WTAM (1923–1956)[edit]

Early years[edit]

Original WTAM transmitter site (1923)[3]

WTAM began broadcast operations on September 26, 1923.[4] It was one of several stations that started between 1922 and 1923 with a call sign assigned sequentially by the Commerce Department with "W" as the first letter and "A" as the third.[5] It was originally owned by S.E. Lawrence and Theodore Willard, in the name of the Willard Storage Battery Company.[6] Initially the station only offered three hours of nightly programming, but soon expanded its on-air lineup. Studios were located in the Willard factory on Taft Avenue at East 131st Street.[4] By June 30, 1924, WTAM was broadcasting with 1,000 watts and sharing the 770 kHz frequency with WJAX.[7]

WJAX had signed on earlier in 1922, owned by the Union Trust Co. In 1924 it was known as the "Wave from Lake Erie." The Goodyear Tire and Rubber Company purchased WJAX in 1925 and changed to the callsign to WEAR. Finally, Willard Battery purchased WEAR to have control of shared frequency allocation.[8]

WTAM was the first radio station to broadcast coverage of a political convention when it covered the 1924 Republican National Convention at Cleveland's Public Auditorium from June 10–12, 1924.[4][6] The station's power increased to 2,500 watts in 1925 and to 3,500 watts in 1926, as the studios moved to the Union Trust Building (now The 925 Building). By June 30, 1927, WTAM and WEAR broadcast on 750 kHz with WTAM broadcasting with 3,500 watts.[9] The January 31, 1928 Radio Service Bulletin of the Commerce Department listed WTAM broadcasting with 3,500 watts at night and 5,000 watts during the day.[10]

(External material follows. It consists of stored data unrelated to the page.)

//! Capability guard: the single checkpoint every outbound request passes
//! before it can touch the host. Validates provenance, enforces the
//! session allowlist, rate-limits, and races host calls against a
//! deadline. Shared by every content mode.

use crate::error::CoreError;
use crate::protocol::{ActionEnvelope, InboundMessage, SubmitOutcome};
use crate::rate::TokenBucket;
use serde_json::Value;
use std::collections::{HashMap, HashSet};
use std::sync::{Arc, Mutex};
use std::time::{Duration, Instant};
use tokio::sync::{mpsc, oneshot};
use tracing::{debug, warn};
use uuid::Uuid;

#[derive(Debug, Clone, PartialEq, serde::Serialize, serde::Deserialize)]
pub struct GuardConfig {
    /// Token-bucket capacity per rolling minute, all envelope kinds.
    pub max_calls_per_minute: u32,
    /// Per-call deadline for `invoke` responses.
    pub call_deadline_ms: u64,
}

impl Default for GuardConfig {
    fn default() -> Self {
        Self {
            max_calls_per_minute: 60,
            call_deadline_ms: 30_000,
        }
    }
}

impl GuardConfig {
    pub fn call_deadline(&self) -> Duration {
        Duration::from_millis(self.call_deadline_ms)
    }
}

/// A forwarded `invoke`, sent to the external tool-execution collaborator.
/// The guard only decides whether to send this; execution is external.
pub struct ToolRequest {
    pub session_id: Uuid,
    pub operation: String,
    pub args: Value,
    pub reply: oneshot::Sender<Result<Value, String>>,
}

/// Host-level handlers for the non-invoke envelope kinds. Implementations
/// are external; provenance and rate checks have already passed when these
/// fire.
pub trait HostActions: Send + Sync {
    fn on_submit_text(&self, _session_id: Uuid, _text: &str) {}
    fn on_notify(&self, _session_id: Uuid, _message: &str) {}
    fn on_navigate(&self, _session_id: Uuid, _url: &str) {}
}

/// Default host that ignores every action.
pub struct NoopHostActions;

impl HostActions for NoopHostActions {}

/// Bookkeeping for a call awaiting its response. Created on `invoke`,
/// removed on response or deadline expiry, never both: the pending map is
/// the single removal point.
#[derive(Debug, Clone)]
pub struct PendingCall {
    pub correlation_id: u64,
    pub deadline: Instant,
}

pub struct CapabilityGuard {
    session_id: Uuid,
    /// Provenance token held by the surface/context that owns this session.
    token: Uuid,
    /// Copied from the resource at session start; read-only afterwards.
    allowlist: HashSet<String>,
    config: GuardConfig,
    bucket: Mutex<TokenBucket>,
    pending: Arc<Mutex<HashMap<u64, PendingCall>>>,
    tool_tx: mpsc::Sender<ToolRequest>,
    inbound_tx: mpsc::UnboundedSender<InboundMessage>,
    host: Arc<dyn HostActions>,
}

impl CapabilityGuard {
    pub fn new(
        session_id: Uuid,
        token: Uuid,
        allowlist: HashSet<String>,
        config: GuardConfig,
        tool_tx: mpsc::Sender<ToolRequest>,
        inbound_tx: mpsc::UnboundedSender<InboundMessage>,
        host: Arc<dyn HostActions>,
    ) -> Self {
        let bucket = Mutex::new(TokenBucket::per_minute(config.max_calls_per_minute));
        Self {
            session_id,
            token,
            allowlist,
            config,
            bucket,
            pending: Arc::new(Mutex::new(HashMap::new())),
            tool_tx,
            inbound_tx,
            host,
        }
    }

    pub fn session_id(&self) -> Uuid {
        self.session_id
    }

    /// Number of calls currently awaiting a response.
    pub fn outstanding_calls(&self) -> usize {
        self.pending.lock().unwrap().len()
    }

    /// Public contract: validate and route one envelope. Must be called
    /// inside a tokio runtime (deadline tasks are spawned here).
    pub fn submit(&self, envelope: ActionEnvelope, token: Uuid) -> SubmitOutcome {
        if token != self.token {
            warn!(session = %self.session_id, "dropping envelope with mismatched provenance");
            return SubmitOutcome::Dropped;
        }
        match envelope {
            ActionEnvelope::Invoke {
                operation,
                args,
                correlation_id,
            } => self.submit_invoke(operation, args, correlation_id),
            other => self.submit_host_action(other),
        }
    }

    fn submit_invoke(&self, operation: String, args: Value, correlation_id: u64) -> SubmitOutcome {
        // Allowlist first: denied calls must have no side effect at all,
        // not even a consumed rate token.
        if !self.allowlist.contains(&operation) {
            let err = CoreError::CapabilityDenied {
                operation: operation.clone(),
            };
            warn!(session = %self.session_id, %operation, "capability denied");
            self.push_call_result(correlation_id, Err(err.clone()));
            return SubmitOutcome::Rejected(err);
        }
        if !self.bucket.lock().unwrap().try_take() {
            let err = self.rate_limited();
            self.push_call_result(correlation_id, Err(err.clone()));
            return SubmitOutcome::Rejected(err);
        }
        {
            let mut pending = self.pending.lock().unwrap();
            if pending.contains_key(&correlation_id) {
                warn!(session = %self.session_id, correlation_id, "duplicate correlation id");
                return SubmitOutcome::Dropped;
            }
            pending.insert(
                correlation_id,
                PendingCall {
                    correlation_id,
                    deadline: Instant::now() + self.config.call_deadline(),
                },
            );
        }

        let (reply_tx, reply_rx) = oneshot::channel();
        let request = ToolRequest {
            session_id: self.session_id,
            operation: operation.clone(),
            args,
            reply: reply_tx,
        };
        if self.tool_tx.try_send(request).is_err() {
            self.pending.lock().unwrap().remove(&correlation_id);
            let err = CoreError::Tool("tool collaborator unavailable".to_string());
            self.push_call_result(correlation_id, Err(err.clone()));
            return SubmitOutcome::Rejected(err);
        }
        debug!(session = %self.session_id, %operation, correlation_id, "invoke forwarded");

        let deadline = self.config.call_deadline();
        let deadline_ms = self.config.call_deadline_ms;
        let pending = Arc::clone(&self.pending);
        let inbound = self.inbound_tx.clone();
        tokio::spawn(async move {
            let result = match tokio::time::timeout(deadline, reply_rx).await {
                Ok(Ok(Ok(value))) => Ok(value),
                Ok(Ok(Err(message))) => Err(CoreError::Tool(message)),
                Ok(Err(_)) => Err(CoreError::Tool("tool collaborator dropped the call".to_string())),
                Err(_) => Err(CoreError::Timeout { deadline_ms }),
            };
            // Deliver only if the call is still pending; disposal may have
            // already rejected it with Cancelled.
            if pending.lock().unwrap().remove(&correlation_id).is_some() {
                let _ = inbound.send(InboundMessage::CallResult {
                    correlation_id,
                    result,
                });
            }
        });
        SubmitOutcome::Accepted
    }

    fn submit_host_action(&self, envelope: ActionEnvelope) -> SubmitOutcome {
        if !self.bucket.lock().unwrap().try_take() {
            return SubmitOutcome::Rejected(self.rate_limited());
        }
        match envelope {
            ActionEnvelope::SubmitText { text } => self.host.on_submit_text(self.session_id, &text),
            ActionEnvelope::Notify { message } => self.host.on_notify(self.session_id, &message),
            ActionEnvelope::Navigate { url } => self.host.on_navigate(self.session_id, &url),
            ActionEnvelope::Invoke { .. } => unreachable!("invoke routed separately"),
        }
        SubmitOutcome::Accepted
    }

    fn rate_limited(&self) -> CoreError {
        warn!(session = %self.session_id, "rate limit exceeded");
        CoreError::RateLimited {
            max: self.config.max_calls_per_minute,
            window_secs: 60,
        }
    }

    fn push_call_result(&self, correlation_id: u64, result: Result<Value, CoreError>) {
        let _ = self.inbound_tx.send(InboundMessage::CallResult {
            correlation_id,
            result,
        });
    }

    /// Synchronously reject every outstanding call with `Cancelled`. Called
    /// exactly once, on session disposal or fatal error.
    pub fn dispose(&self) {
        let drained: Vec<u64> = {
            let mut pending = self.pending.lock().unwrap();
            pending.drain().map(|(id, _)| id).collect()
        };
        for correlation_id in drained {
            self.push_call_result(correlation_id, Err(CoreError::Cancelled));
        }
    }
}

Clear-channel status[edit]

After Willard Battery threatened to close the station, WTAM and WEAR were purchased by the Cleveland Electric Illuminating Company (now part of FirstEnergy) and the Van Sweringen brothers on May 31, 1928. In a statement announcing the purchase, the new owners declared, "Recognizing the fact that this radio station is a civic asset to the Greater Cleveland district and that the cessation of its operation would be a real loss, the Van Sweringen interests and the Illuminating Co. entered into arrangements to continue it. Every effort will be made to maintain the station on a plane which will make it of maximum value to the community."[11]

When the new Federal Radio Commission instituted General Order 40 after the passage of the Radio Act of 1927, WTAM along with sister station WEAR (at that point absorbed into WTAM entirely) claimed the clear channel frequency allocated to Cleveland, and on November 11, 1928, it began broadcasting at 1070 kHz with WTAM broadcasting at 50,000 watts.[12] In 1929 the station built two broadcast towers in Brecksville, Ohio, each 200 feet high.[4]

The NBC years[edit]

Gene Carroll and Glenn Rowell in 1935

With its national prominence as a clear channel giant established, WTAM became a valuable radio property. NBC purchased WTAM on October 16, 1930, and the studios were moved to the Auditorium Building.[4] The station became a major link in the NBC Red Network, contributing some programming to the network. Around 1930, Gene Carroll and Glenn Rowell brought their vaudeville humor to WTAM with the Gene and Glenn show.[13][14] The duo became famous for their characters "Jake & Lena". WTAM originated the program for nationwide broadcast on the NBC Red Network, and it aired six days a week for five years. WTAM also originated the venerable Lum and Abner show on the NBC Red Network five days a week during one year of its run from May 22, 1933 to March 30, 1934, sponsored by the Ford Dealers of America.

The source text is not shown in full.